(WORK ITEM)
Please return the lines of the data that contain "items".

[Data excerpts]
-.-.-

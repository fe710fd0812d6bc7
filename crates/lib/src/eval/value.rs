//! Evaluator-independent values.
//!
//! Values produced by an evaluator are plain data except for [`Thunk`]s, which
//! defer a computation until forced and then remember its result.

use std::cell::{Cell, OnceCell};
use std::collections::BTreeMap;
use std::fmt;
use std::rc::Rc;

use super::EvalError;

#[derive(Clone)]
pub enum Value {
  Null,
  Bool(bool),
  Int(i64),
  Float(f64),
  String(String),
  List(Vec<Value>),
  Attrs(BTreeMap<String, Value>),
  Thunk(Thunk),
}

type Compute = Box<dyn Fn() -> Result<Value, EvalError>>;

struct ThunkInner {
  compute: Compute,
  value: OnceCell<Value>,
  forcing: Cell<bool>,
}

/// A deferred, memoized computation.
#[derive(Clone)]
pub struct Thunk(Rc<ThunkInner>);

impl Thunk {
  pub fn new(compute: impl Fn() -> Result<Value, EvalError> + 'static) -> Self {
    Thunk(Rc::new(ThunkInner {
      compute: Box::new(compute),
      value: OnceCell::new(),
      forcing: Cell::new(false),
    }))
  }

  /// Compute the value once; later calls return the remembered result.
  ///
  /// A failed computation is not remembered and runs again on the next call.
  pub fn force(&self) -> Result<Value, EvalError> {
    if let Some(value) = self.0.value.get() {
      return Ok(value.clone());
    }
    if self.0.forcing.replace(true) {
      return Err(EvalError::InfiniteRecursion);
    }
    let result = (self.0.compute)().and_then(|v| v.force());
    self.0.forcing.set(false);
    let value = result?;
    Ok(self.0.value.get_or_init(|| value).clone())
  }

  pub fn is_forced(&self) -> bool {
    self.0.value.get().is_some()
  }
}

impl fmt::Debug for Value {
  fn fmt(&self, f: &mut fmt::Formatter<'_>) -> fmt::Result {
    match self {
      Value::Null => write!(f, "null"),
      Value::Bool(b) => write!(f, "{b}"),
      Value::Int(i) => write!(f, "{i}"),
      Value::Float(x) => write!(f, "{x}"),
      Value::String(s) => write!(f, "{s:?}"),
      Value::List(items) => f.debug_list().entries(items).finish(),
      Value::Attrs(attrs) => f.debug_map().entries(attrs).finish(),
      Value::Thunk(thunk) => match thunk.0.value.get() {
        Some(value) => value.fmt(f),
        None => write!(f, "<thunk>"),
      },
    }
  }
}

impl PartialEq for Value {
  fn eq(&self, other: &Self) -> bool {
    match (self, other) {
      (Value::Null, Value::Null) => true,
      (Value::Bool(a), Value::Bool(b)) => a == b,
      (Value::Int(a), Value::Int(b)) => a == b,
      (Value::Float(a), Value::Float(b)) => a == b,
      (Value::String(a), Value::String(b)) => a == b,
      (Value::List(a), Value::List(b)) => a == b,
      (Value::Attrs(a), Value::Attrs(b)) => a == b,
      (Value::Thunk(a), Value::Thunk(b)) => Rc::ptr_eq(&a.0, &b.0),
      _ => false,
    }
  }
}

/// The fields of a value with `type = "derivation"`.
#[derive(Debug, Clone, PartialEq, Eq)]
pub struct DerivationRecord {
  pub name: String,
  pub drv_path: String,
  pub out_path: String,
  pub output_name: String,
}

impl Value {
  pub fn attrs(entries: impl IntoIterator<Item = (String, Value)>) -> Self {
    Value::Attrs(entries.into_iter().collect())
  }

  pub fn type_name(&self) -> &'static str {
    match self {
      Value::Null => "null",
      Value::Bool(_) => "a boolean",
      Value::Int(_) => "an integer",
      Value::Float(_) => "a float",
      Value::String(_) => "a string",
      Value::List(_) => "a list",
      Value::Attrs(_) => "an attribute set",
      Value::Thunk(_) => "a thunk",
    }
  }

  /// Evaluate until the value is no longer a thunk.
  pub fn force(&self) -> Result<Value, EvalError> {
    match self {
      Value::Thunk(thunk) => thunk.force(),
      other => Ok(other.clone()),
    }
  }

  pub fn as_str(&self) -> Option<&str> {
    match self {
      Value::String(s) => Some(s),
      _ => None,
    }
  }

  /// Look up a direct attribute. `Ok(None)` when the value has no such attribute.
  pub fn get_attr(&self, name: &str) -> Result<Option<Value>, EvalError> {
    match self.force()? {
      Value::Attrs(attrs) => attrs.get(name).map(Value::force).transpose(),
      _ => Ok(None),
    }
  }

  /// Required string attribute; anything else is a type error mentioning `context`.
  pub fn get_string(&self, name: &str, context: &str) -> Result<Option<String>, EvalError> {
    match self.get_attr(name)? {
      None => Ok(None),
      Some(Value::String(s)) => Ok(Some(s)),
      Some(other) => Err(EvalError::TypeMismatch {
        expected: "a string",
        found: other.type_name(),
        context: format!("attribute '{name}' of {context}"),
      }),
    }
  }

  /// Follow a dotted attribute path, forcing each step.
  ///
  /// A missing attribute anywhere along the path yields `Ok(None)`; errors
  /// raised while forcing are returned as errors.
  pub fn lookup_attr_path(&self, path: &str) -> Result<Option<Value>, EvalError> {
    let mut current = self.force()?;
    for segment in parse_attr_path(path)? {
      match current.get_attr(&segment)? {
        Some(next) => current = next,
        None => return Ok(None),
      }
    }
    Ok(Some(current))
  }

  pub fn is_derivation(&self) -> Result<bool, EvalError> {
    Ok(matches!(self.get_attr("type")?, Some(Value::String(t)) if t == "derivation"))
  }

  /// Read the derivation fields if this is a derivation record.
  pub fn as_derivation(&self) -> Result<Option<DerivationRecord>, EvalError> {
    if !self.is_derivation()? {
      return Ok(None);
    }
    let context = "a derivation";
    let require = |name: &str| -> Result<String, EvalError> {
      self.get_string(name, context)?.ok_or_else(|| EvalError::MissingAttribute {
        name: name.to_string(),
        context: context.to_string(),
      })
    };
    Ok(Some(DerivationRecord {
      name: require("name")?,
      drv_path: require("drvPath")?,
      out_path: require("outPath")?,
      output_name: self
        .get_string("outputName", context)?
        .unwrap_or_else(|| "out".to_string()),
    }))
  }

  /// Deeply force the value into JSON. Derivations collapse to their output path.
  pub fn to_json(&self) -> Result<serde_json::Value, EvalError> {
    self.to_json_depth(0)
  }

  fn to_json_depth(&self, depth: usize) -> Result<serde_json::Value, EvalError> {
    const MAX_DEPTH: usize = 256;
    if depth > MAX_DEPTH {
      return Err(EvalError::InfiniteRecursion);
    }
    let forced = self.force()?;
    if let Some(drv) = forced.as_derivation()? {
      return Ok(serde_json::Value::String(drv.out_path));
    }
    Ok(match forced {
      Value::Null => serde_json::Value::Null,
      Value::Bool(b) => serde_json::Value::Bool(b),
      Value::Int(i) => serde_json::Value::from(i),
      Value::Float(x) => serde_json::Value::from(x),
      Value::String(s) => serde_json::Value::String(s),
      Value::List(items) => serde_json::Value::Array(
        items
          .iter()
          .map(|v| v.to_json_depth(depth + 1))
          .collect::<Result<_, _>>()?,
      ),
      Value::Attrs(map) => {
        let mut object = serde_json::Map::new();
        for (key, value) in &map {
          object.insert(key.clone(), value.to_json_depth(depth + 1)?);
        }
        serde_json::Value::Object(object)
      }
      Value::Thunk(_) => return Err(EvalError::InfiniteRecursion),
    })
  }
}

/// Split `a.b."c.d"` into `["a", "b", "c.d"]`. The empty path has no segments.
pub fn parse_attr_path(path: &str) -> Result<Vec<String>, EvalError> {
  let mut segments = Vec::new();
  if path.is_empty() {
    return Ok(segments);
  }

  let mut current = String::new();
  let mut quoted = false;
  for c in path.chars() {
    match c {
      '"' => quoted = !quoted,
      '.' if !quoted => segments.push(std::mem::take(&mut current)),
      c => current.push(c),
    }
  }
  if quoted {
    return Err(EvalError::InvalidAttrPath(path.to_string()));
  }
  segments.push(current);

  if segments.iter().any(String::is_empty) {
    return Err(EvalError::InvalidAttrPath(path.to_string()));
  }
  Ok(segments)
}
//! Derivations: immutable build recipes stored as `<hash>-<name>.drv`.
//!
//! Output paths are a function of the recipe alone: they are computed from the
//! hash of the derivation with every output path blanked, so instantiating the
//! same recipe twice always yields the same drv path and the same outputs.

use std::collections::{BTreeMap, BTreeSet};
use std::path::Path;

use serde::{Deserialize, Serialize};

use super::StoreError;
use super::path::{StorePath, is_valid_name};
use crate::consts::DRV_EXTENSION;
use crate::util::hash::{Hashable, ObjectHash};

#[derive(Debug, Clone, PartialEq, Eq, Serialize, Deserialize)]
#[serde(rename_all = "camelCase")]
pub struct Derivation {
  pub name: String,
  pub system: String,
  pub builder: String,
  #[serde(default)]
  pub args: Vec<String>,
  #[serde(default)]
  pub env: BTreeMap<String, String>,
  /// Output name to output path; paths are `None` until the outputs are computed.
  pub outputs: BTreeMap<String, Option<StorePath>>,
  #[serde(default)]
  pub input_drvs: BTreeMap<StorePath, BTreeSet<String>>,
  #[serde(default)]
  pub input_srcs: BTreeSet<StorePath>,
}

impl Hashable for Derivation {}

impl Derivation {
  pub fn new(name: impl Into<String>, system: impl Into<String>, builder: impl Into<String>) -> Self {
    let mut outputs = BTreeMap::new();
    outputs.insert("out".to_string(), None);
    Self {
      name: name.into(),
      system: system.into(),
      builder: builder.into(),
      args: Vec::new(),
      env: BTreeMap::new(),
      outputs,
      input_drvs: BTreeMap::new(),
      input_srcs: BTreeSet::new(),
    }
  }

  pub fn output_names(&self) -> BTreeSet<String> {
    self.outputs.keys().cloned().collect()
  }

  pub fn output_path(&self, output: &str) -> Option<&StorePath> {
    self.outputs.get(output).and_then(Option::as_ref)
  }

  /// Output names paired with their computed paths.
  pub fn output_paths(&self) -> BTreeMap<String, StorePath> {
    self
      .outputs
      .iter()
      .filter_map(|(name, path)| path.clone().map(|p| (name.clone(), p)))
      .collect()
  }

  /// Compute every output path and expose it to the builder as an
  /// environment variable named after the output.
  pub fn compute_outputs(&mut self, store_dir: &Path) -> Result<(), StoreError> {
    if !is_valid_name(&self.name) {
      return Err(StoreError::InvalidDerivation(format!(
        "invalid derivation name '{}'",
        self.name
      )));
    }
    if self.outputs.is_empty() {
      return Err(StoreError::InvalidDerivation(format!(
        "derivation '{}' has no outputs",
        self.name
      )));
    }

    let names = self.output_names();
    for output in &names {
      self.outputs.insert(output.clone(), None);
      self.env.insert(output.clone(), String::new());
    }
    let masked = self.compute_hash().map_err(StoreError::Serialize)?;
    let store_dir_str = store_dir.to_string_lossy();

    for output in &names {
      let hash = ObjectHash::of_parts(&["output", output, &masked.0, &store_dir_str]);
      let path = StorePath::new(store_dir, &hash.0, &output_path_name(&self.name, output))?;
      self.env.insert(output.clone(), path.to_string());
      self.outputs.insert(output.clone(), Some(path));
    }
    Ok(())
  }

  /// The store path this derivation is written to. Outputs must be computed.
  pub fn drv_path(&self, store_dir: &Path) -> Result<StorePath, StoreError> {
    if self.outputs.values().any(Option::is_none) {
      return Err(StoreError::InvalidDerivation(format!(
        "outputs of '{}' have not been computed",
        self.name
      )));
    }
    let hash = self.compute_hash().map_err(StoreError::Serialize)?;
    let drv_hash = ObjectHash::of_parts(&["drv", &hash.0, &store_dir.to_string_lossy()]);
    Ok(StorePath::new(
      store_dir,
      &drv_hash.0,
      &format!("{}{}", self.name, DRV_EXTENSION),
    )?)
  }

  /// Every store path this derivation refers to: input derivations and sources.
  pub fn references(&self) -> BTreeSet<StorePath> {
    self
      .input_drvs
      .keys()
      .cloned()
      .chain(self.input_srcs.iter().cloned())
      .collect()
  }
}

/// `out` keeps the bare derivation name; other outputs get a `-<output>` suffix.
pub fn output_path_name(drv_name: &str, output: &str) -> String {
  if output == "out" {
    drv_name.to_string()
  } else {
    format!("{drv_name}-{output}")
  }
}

-.-.-

(COMPLETED EXERCISE)
      Value::List(items) => f.debug_list().entries(items).finish(),
      Value::List(items) => serde_json::Value::Array(
        items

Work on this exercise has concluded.